Work request:
Exactly reproduce the lines from the top of the entries below through the line containing "pub mod client;", with both ends included.

Collected data
========================================================================

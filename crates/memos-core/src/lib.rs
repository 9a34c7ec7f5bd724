//! ============================================================================
//! MEMOS-CORE: Conversational memory for agent lifecycle hooks
//! ============================================================================
//! Connects an agent runtime to MemOS Cloud:
//! - Recall: search memories before a turn and prepend them as context
//! - Capture: submit the turn's messages after the agent finishes
//! - Conversation identity from session context and per-session counters
//! - Retrying API client with per-attempt timeout and linear backoff
//!
//! ## Usage
//! ```rust,ignore
//! use memos_core::{register, PluginConfig};
//!
//! let config = PluginConfig::from_json(&host_plugin_config);
//! let plugin = register(&mut host, Some(&config));
//! ```
//! ============================================================================

pub mod client;
pub mod config;
pub mod formatter;
pub mod identity;
pub mod payload;
pub mod plugin;
pub mod selector;
pub mod text;
pub mod types;

// Re-export main types for convenience
pub use client::{HttpTransport, MemosClient, ReqwestTransport};
pub use config::{
    CaptureStrategy, EnvLookup, PluginConfig, ProcessEnv, SettingsFile, Settings, StaticEnv,
    SuffixMode,
};
pub use formatter::format_context_block;
pub use identity::{resolve_conversation_id, ConversationCounters};
pub use payload::{build_add_payload, build_search_payload, AddMessageRequest, SearchRequest};
pub use plugin::{register, CaptureOutcome, HookHandler, HookRegistry, MemosPlugin};
pub use selector::select_messages;
pub use text::extract_text;
pub use types::*;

========================================================================

Answer to this problem:
filename crates/memos-core/src/lib.rs
repository 9a34c7ec7f5bd724
//! ============================================================================
//! MEMOS-CORE: Conversational memory for agent lifecycle hooks
//! ============================================================================
//! Connects an agent runtime to MemOS Cloud:
//! - Recall: search memories before a turn and prepend them as context
//! - Capture: submit the turn's messages after the agent finishes
//! - Conversation identity from session context and per-session counters
//! - Retrying API client with per-attempt timeout and linear backoff
//!
//! ## Usage
//! ```rust,ignore
//! use memos_core::{register, PluginConfig};
//!
//! let config = PluginConfig::from_json(&host_plugin_config);
//! let plugin = register(&mut host, Some(&config));
//! ```
//! ============================================================================

pub mod client;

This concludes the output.